### EXERCISE GOAL:
Where does the string "values" occur in the records below? Copy every line that holds it.

***** STUDY MATERIAL

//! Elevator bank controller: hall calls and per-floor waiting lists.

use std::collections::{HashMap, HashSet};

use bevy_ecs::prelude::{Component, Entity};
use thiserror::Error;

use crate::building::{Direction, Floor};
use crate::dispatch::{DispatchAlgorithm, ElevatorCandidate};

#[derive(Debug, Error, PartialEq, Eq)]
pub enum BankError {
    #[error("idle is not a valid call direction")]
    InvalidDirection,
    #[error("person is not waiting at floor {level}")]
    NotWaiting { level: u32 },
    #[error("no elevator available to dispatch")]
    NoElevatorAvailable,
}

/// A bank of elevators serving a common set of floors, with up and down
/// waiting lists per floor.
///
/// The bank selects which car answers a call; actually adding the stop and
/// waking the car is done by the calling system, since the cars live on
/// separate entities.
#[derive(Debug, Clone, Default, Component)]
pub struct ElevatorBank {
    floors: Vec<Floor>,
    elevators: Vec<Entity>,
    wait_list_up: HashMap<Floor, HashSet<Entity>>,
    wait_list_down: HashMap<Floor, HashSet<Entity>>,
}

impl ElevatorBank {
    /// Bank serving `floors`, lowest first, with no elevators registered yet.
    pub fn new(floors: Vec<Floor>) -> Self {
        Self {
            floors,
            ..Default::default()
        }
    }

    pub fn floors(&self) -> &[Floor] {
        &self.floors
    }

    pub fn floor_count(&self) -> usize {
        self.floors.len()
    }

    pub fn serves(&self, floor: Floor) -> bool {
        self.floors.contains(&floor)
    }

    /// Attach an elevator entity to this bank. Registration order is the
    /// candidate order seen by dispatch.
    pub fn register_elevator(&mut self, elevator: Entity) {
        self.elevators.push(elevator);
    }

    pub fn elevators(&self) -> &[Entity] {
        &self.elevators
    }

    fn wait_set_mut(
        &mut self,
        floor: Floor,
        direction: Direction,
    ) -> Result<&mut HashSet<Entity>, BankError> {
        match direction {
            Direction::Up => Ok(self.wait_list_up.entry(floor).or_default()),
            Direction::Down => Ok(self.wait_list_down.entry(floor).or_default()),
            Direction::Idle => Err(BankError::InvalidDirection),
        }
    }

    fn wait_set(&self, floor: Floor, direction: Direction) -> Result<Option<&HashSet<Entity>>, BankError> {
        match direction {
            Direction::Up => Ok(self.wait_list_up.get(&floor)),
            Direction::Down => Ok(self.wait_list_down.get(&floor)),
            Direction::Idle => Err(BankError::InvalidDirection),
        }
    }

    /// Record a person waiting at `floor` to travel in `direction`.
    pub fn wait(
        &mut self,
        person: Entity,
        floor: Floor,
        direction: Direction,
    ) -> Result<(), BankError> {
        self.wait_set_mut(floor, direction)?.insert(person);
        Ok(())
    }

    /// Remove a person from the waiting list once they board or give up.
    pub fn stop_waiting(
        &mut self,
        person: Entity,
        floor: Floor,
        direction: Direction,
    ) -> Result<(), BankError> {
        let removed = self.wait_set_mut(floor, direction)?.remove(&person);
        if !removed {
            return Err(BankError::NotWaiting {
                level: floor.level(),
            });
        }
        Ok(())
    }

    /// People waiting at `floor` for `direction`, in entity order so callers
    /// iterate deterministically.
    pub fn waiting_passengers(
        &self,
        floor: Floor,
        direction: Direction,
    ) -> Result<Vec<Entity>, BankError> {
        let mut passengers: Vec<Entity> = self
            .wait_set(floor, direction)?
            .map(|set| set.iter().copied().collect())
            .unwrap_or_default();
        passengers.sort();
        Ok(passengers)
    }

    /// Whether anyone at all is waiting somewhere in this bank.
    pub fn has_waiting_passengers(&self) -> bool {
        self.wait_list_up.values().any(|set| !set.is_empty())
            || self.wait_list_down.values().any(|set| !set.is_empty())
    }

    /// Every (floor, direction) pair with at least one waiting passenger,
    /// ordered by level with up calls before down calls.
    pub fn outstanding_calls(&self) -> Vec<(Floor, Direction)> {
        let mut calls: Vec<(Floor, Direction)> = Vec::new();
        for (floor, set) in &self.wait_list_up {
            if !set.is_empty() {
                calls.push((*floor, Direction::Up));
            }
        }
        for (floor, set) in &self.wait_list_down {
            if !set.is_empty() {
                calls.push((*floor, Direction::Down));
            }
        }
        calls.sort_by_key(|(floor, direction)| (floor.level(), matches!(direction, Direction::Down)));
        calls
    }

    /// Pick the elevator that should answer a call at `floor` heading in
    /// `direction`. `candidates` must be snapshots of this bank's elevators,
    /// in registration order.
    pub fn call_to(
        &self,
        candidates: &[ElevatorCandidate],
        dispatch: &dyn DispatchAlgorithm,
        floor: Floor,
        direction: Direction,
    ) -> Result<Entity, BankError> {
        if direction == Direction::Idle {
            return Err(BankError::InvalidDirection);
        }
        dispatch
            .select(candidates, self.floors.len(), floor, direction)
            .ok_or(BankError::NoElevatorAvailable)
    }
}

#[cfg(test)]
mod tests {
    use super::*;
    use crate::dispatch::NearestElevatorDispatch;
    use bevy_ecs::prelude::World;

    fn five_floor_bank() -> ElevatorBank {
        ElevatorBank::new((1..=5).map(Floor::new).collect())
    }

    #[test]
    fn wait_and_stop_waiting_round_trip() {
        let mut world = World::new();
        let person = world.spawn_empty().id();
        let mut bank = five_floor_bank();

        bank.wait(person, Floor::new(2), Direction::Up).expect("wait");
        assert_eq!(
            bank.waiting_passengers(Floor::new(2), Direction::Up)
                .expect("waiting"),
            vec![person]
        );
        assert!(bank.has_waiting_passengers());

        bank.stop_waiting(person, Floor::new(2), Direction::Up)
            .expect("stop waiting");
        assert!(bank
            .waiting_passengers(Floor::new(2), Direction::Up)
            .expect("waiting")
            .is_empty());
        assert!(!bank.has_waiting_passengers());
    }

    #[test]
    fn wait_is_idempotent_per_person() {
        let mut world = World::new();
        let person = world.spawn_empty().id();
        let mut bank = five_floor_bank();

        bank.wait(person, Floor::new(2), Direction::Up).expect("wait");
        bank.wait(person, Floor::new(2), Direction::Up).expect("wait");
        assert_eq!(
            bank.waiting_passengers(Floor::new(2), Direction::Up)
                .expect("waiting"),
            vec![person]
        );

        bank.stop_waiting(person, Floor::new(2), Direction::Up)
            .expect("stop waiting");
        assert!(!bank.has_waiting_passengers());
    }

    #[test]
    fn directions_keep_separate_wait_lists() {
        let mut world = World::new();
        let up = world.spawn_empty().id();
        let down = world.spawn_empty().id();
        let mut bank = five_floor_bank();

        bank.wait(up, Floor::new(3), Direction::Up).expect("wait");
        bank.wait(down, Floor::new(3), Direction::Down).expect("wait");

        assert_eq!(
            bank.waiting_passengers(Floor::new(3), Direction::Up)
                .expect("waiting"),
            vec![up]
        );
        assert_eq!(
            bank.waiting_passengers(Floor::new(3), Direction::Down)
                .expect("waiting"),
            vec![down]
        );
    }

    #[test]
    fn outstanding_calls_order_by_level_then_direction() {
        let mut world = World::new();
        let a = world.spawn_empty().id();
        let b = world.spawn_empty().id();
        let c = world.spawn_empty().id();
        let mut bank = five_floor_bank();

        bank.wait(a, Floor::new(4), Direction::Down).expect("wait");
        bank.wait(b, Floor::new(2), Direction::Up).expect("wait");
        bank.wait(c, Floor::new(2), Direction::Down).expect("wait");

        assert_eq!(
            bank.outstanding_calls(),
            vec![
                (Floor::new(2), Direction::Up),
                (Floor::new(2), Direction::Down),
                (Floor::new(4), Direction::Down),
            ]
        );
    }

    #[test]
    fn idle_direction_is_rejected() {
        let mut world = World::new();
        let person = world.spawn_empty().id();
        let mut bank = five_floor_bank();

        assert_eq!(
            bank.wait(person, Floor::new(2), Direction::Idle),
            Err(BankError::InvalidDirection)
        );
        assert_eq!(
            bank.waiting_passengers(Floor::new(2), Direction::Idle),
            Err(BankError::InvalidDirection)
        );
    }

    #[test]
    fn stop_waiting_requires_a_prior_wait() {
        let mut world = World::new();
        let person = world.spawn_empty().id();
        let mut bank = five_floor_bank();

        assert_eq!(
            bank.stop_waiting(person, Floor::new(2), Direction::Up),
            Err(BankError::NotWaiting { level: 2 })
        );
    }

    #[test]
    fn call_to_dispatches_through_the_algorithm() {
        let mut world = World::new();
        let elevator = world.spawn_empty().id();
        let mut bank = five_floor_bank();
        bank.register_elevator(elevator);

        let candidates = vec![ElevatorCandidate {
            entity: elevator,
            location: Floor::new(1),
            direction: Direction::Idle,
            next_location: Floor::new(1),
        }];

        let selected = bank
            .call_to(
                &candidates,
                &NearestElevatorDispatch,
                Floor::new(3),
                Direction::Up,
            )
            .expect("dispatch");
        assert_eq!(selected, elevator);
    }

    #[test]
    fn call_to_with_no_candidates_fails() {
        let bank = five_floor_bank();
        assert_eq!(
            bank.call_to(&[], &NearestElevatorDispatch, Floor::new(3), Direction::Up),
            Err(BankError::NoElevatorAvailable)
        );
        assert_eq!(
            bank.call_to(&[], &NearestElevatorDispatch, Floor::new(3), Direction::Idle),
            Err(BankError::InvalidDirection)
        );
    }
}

**********

### TASK RESPONSE:
        self.wait_list_up.values().any(|set| !set.is_empty())
            || self.wait_list_down.values().any(|set| !set.is_empty())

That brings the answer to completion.